Identification of β-Glucosidase Activity of Lentilactobacillus buchneri URN103L and Its Potential to Convert Ginsenoside Rb1 from Panax ginseng

Lentilactobacillus buchneri isolated from Korean fermented plant foods produces β-glucosidase, which can hydrolyze ginsenoside Rb1 from Panax ginseng to yield ginsenoside Rd.
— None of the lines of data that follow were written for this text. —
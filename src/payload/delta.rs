//! The difference between two successive snapshots (§3, §4.6).

use crate::rtr::serial::Serial;
use super::router_key::RouterKey;
use super::snapshot::PayloadSnapshot;
use super::vrp::Vrp;


//------------ PayloadDelta ----------------------------------------------------

/// The VRPs and router keys added and removed between two snapshots.
///
/// A delta stored at `to_serial` carries the change from `to_serial - 1` to
/// `to_serial` (§4.6). `adds` and `removes` are disjoint from each other.
#[derive(Clone, Debug)]
pub struct PayloadDelta {
    from_serial: Serial,
    to_serial: Serial,
    added_vrps: Vec<Vrp>,
    removed_vrps: Vec<Vrp>,
    added_router_keys: Vec<RouterKey>,
    removed_router_keys: Vec<RouterKey>,
}

impl PayloadDelta {
    /// Computes the delta from `old` to `new`, numbered `to_serial`.
    ///
    /// Returns `None` if the two snapshots are identical -- per the commit
    /// procedure in §4.6, an empty delta means nothing to commit.
    pub fn construct(
        old: &PayloadSnapshot, new: &PayloadSnapshot,
        from_serial: Serial, to_serial: Serial,
    ) -> Option<Self> {
        let (added_vrps, removed_vrps) = diff(old.vrps(), new.vrps());
        let (added_router_keys, removed_router_keys) =
            diff(old.router_keys(), new.router_keys());
        if added_vrps.is_empty() && removed_vrps.is_empty()
            && added_router_keys.is_empty()
            && removed_router_keys.is_empty()
        {
            return None
        }
        Some(PayloadDelta {
            from_serial, to_serial,
            added_vrps, removed_vrps,
            added_router_keys, removed_router_keys,
        })
    }

    pub fn from_serial(&self) -> Serial {
        self.from_serial
    }

    pub fn to_serial(&self) -> Serial {
        self.to_serial
    }

    pub fn added_vrps(&self) -> &[Vrp] {
        &self.added_vrps
    }

    pub fn removed_vrps(&self) -> &[Vrp] {
        &self.removed_vrps
    }

    pub fn added_router_keys(&self) -> &[RouterKey] {
        &self.added_router_keys
    }

    pub fn removed_router_keys(&self) -> &[RouterKey] {
        &self.removed_router_keys
    }

    pub fn is_empty(&self) -> bool {
        self.added_vrps.is_empty() && self.removed_vrps.is_empty()
            && self.added_router_keys.is_empty()
            && self.removed_router_keys.is_empty()
    }
}

/// Computes `(added, removed)` between two sorted, deduplicated slices.
fn diff<T: Ord + Clone>(old: &[T], new: &[T]) -> (Vec<T>, Vec<T>) {
    let mut added = Vec::new();
    let mut removed = Vec::new();
    let (mut i, mut j) = (0, 0);
    while i < old.len() && j < new.len() {
        match old[i].cmp(&new[j]) {
            std::cmp::Ordering::Equal => { i += 1; j += 1; }
            std::cmp::Ordering::Less => { removed.push(old[i].clone()); i += 1; }
            std::cmp::Ordering::Greater => { added.push(new[j].clone()); j += 1; }
        }
    }
    removed.extend_from_slice(&old[i..]);
    added.extend_from_slice(&new[j..]);
    (added, removed)
}


#[cfg(test)]
mod test {
    use super::*;
    use crate::resources::{Afi, Prefix};

    fn vrp(asn: u32) -> Vrp {
        Vrp::new(asn, Prefix::new(Afi::Ipv4, 0xC0000200, 24), 24)
    }

    #[test]
    fn identical_snapshots_produce_no_delta() {
        let old = PayloadSnapshot::new(vec![vrp(1)], Vec::new());
        let new = PayloadSnapshot::new(vec![vrp(1)], Vec::new());
        assert!(
            PayloadDelta::construct(
                &old, &new, Serial::from(1), Serial::from(2),
            ).is_none()
        );
    }

    #[test]
    fn added_and_removed_are_computed() {
        let old = PayloadSnapshot::new(vec![vrp(1), vrp(2)], Vec::new());
        let new = PayloadSnapshot::new(vec![vrp(2), vrp(3)], Vec::new());
        let delta = PayloadDelta::construct(
            &old, &new, Serial::from(1), Serial::from(2),
        ).unwrap();
        assert_eq!(delta.added_vrps(), &[vrp(3)]);
        assert_eq!(delta.removed_vrps(), &[vrp(1)]);
    }
}
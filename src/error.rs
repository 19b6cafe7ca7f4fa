/// Error types used by multiple modules.
///
/// There are two error types that are used widely within the crate.
///
/// The most important is [`Failed`]. This error indicates that an
/// operation had to be canceled for some reason and callers can assume
/// that all diagnostic information has been logged and they need not do
/// anything further.
///
/// Secondly, [`ExitError`] is used when the program should be terminated. It
/// provides enough information to determine the exit code of the program.
///
/// [`ValidationError`] is specific to the tree walker: it distinguishes
/// errors that should only invalidate the current subtree from ones that
/// abort a whole trust anchor or the process, per the error handling
/// design.

use log::error;


//------------ Failed --------------------------------------------------------

/// An operation has failed to complete.
///
/// This error types is used to indicate that an operation has failed,
/// diagnostic information has been printed or logged, and the caller can’t
/// really do anything to recover.
#[derive(Clone, Copy, Debug)]
pub struct Failed;


//------------ ExitError -----------------------------------------------------

/// An error happened that should lead to terminating the program.
#[derive(Clone, Copy, Debug)]
pub enum ExitError {
    /// Something has happened.
    ///
    /// This should be exit status 1.
    Generic,

    /// A configuration error was detected while starting up.
    ///
    /// This should be exit status 2.
    Config,
}

impl From<Failed> for ExitError {
    fn from(_: Failed) -> ExitError {
        error!("Fatal error. Exiting.");
        ExitError::Generic
    }
}

impl ExitError {
    pub fn exit_code(self) -> i32 {
        match self {
            ExitError::Generic => 1,
            ExitError::Config => 2,
        }
    }
}


//------------ ValidationError ------------------------------------------------

/// The error kinds the tree walker distinguishes.
///
/// `Transient` and `Malformed` and `PolicyViolation` are caught at subtree
/// boundaries and turned into a logged skip; `Fatal` is allowed to unwind
/// out of the validation cycle entirely.
#[derive(Clone, Copy, Debug)]
pub enum ValidationError {
    /// I/O or similar failure. The next cycle may succeed.
    Transient,

    /// The object failed to decode or its signature did not verify.
    Malformed,

    /// The object over-claimed resources or was found on a CRL.
    PolicyViolation,

    /// An invariant was broken. This should abort the process.
    Fatal,
}

impl ValidationError {
    /// Whether this error should only invalidate the subtree being
    /// processed, letting validation continue with the next sibling.
    pub fn is_subtree_local(self) -> bool {
        matches!(
            self,
            ValidationError::Malformed | ValidationError::PolicyViolation
        )
    }

    pub fn is_fatal(self) -> bool {
        matches!(self, ValidationError::Fatal)
    }
}

impl From<Failed> for ValidationError {
    fn from(_: Failed) -> Self {
        ValidationError::Transient
    }
}

//! Managing the process the validator runs in.

use std::future::Future;
use log::{error, info};
use tokio::runtime::Runtime;
use crate::config::Config;
use crate::engine::Engine;
use crate::error::{ExitError, Failed};
use crate::log::Logger;
use crate::rtr;


//------------ Process ---------------------------------------------------------

/// A representation of the process the validator runs in.
///
/// This owns the resolved configuration and provides the few
/// platform-independent services the rest of the crate needs from its
/// environment: logging setup, directory preparation, and a Tokio
/// runtime to drive everything else from.
pub struct Process {
    config: Config,
}

impl Process {
    /// Performs the minimal setup needed before the configuration itself
    /// is available: installs the provisional stderr logger.
    pub fn init() -> Result<(), Failed> {
        Logger::init()
    }

    /// Creates a new process object from a resolved configuration.
    pub fn new(config: Config) -> Self {
        Process { config }
    }

    /// Returns a reference to the config.
    pub fn config(&self) -> &Config {
        &self.config
    }

    /// Switches logging to the configured target.
    pub fn switch_logging(&self) -> Result<(), Failed> {
        Logger::switch_logging(&self.config)
    }

    /// Re-opens the log file, if logging to one. Used on SIGHUP.
    pub fn rotate_log(&self) -> Result<(), Failed> {
        Logger::rotate_log()
    }

    /// Returns a Tokio runtime to drive the validator on.
    pub fn runtime(&self) -> Result<Runtime, Failed> {
        Runtime::new().map_err(|err| {
            error!("Failed to create runtime: {err}");
            Failed
        })
    }

    /// Runs a future to completion atop a fresh Tokio runtime.
    pub fn block_on<F: Future>(&self, future: F) -> Result<F::Output, Failed> {
        Ok(self.runtime()?.block_on(future))
    }

    /// Runs the validator: repeated validation cycles feeding the RTR
    /// server, until the process receives a shutdown signal.
    pub fn run(self) -> Result<(), ExitError> {
        self.switch_logging().map_err(ExitError::from)?;
        let engine = Engine::new(&self.config).map_err(ExitError::from)?;
        let history = engine.history();
        let config = self.config.clone();
        self.block_on(async move {
            let cycles = engine.run();
            let server = rtr::server::run(history, config);
            tokio::select! {
                res = cycles => res,
                res = server => res,
                _ = shutdown_signal() => {
                    info!("Received shutdown signal, exiting.");
                    Ok(())
                }
                _ = watch_sighup() => unreachable!("SIGHUP watcher never completes"),
            }
        }).map_err(ExitError::from)?.map_err(ExitError::from)
    }
}

/// Re-opens the log file on every SIGHUP, forever.
///
/// Not a request to shut down -- this future never resolves on its own; it
/// is raced alongside [`shutdown_signal`] purely so a running process picks
/// up log rotation (e.g. after `logrotate` moves the file aside) without a
/// restart. On platforms without Unix signals, or if installing the
/// handler fails, it simply never fires.
async fn watch_sighup() {
    #[cfg(unix)]
    {
        use tokio::signal::unix::{signal, SignalKind};
        match signal(SignalKind::hangup()) {
            Ok(mut hup) => loop {
                hup.recv().await;
                info!("Received SIGHUP, rotating log file.");
                let _ = Logger::rotate_log();
            },
            Err(_) => std::future::pending().await,
        }
    }
    #[cfg(not(unix))]
    std::future::pending::<()>().await
}

/// Waits for a Ctrl-C or, on Unix, a SIGTERM.
async fn shutdown_signal() {
    #[cfg(unix)]
    {
        use tokio::signal::unix::{signal, SignalKind};
        let mut term = match signal(SignalKind::terminate()) {
            Ok(term) => term,
            Err(_) => {
                let _ = tokio::signal::ctrl_c().await;
                return
            }
        };
        tokio::select! {
            _ = tokio::signal::ctrl_c() => {}
            _ = term.recv() => {}
        }
    }
    #[cfg(not(unix))]
    {
        let _ = tokio::signal::ctrl_c().await;
    }
}
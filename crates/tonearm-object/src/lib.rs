#![forbid(unsafe_code)]
#![cfg_attr(docsrs, feature(doc_cfg))]
#![doc = include_str!("../README.md")]

/// Tracing target for client-level operations.
pub const TRACING_TARGET_CLIENT: &str = "tonearm_object::client";

/// Tracing target for upload and download streaming.
pub const TRACING_TARGET_TRANSFER: &str = "tonearm_object::transfer";

/// Tracing target for bucket providers.
pub const TRACING_TARGET_PROVIDER: &str = "tonearm_object::provider";

pub mod blocking;
pub mod client;
pub mod config;
/// Bucket providers for GCS, the local filesystem and memory.
pub mod providers;
mod storage;
/// Progress reporting and cancellation.
pub mod transfer;
/// Inlined types (Error, BucketCreation).
pub mod types;

#[doc(hidden)]
pub mod prelude;

pub use blocking::BlockingStorage;
pub use client::StorageClient;
pub use config::StorageConfig;
pub use storage::ObjectStorage;
pub use types::{Error, Result};
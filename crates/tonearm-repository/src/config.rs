//! Repository configuration.

use std::path::PathBuf;

#[cfg(feature = "config")]
use clap::Args;
use serde::{Deserialize, Serialize};

use crate::layout::KeyLayout;
use crate::{Error, Result};

/// Configuration for [`AudioRepository`](crate::AudioRepository).
///
/// Immutable once the repository is built.
#[derive(Debug, Clone, PartialEq, Eq, Serialize, Deserialize)]
#[cfg_attr(feature = "config", derive(Args))]
#[serde(rename_all = "camelCase")]
pub struct RepositoryConfig {
    /// Local cache directory for audio files
    #[cfg_attr(feature = "config", arg(long = "audio-dir", env = "AUDIO_DIR"))]
    pub audio_dir: PathBuf,

    /// Bucket used when a call names none
    #[cfg_attr(
        feature = "config",
        arg(long = "default-bucket", env = "DEFAULT_BUCKET")
    )]
    pub default_bucket: String,

    /// Remote key layout derived from audio descriptors
    #[cfg_attr(
        feature = "config",
        arg(
            long = "key-layout",
            env = "AUDIO_KEY_LAYOUT",
            value_enum,
            default_value_t = KeyLayout::default()
        )
    )]
    #[serde(default)]
    pub key_layout: KeyLayout,
}

impl RepositoryConfig {
    /// Create a new configuration with the default key layout.
    pub fn new(audio_dir: impl Into<PathBuf>, default_bucket: impl Into<String>) -> Self {
        Self {
            audio_dir: audio_dir.into(),
            default_bucket: default_bucket.into(),
            key_layout: KeyLayout::default(),
        }
    }

    /// Set the key layout.
    #[must_use]
    pub fn with_key_layout(mut self, key_layout: KeyLayout) -> Self {
        self.key_layout = key_layout;
        self
    }

    /// Validate the configuration.
    pub fn validate(&self) -> Result<()> {
        if self.audio_dir.as_os_str().is_empty() {
            return Err(Error::invalid_config("audio directory cannot be empty"));
        }

        if self.default_bucket.trim().is_empty() {
            return Err(Error::invalid_config("default bucket cannot be empty"));
        }

        Ok(())
    }
}

#[cfg(test)]
mod tests {
    use super::*;

    #[test]
    fn validate() {
        assert!(RepositoryConfig::new("/var/cache/audio", "audio").validate().is_ok());
        assert!(RepositoryConfig::new("", "audio").validate().is_err());
        assert!(RepositoryConfig::new("/var/cache/audio", " ").validate().is_err());
    }

    #[test]
    fn deserializes_with_default_layout() {
        let config: RepositoryConfig =
            serde_json::from_str(r#"{"audioDir":"/cache","defaultBucket":"audio"}"#).unwrap();
        assert_eq!(config.key_layout, KeyLayout::ArtistAlbumTitle);

        let config: RepositoryConfig = serde_json::from_str(
            r#"{"audioDir":"/cache","defaultBucket":"audio","keyLayout":"album-title"}"#,
        )
        .unwrap();
        assert_eq!(config.key_layout, KeyLayout::AlbumTitle);
    }
}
The aim of this study was to determine the mechanisms underlying the extracellular β-glucosidase activity obtained from Lentilactobacillus buchneri URN103L. Among the 17 types of lactic acid bacteria showing positive β-glucosidase activity in the esculin iron agar test, only URN103L was found to exhibit high hydrolytic activity on ginsenoside Rb1. The strain showed 99% homology with Lentilactobacillus buchneri NRRLB 30929, whereby it was named Lentilactobacillus buchneri URN103L. Supernatants of selected cultures with β-glucosidase activity were examined for hydrolysis of the major ginsenoside Rb1 at 40 °C, pH 5.0. Furthermore, the β-glucosidase activity of this strain showed a distinct ability to hydrolyze major ginsenoside Rb1 into minor ginsenosides Rd and Rg3. Lentilactobacillus buchneri URN103L showed higher leucine arylamidase, valine arylamidase, α-galactosidass, β–galactosidase, and β-glucosidase activities than any other strain. We conclude that β-glucosidase from Lentilactobacillus buchneri URN103L can effectively hydrolyze ginsenoside Rb1 into Rd and Rg3. The converted ginsenoside can be used in functional foods, yogurts, beverage products, cosmetics, and other health products.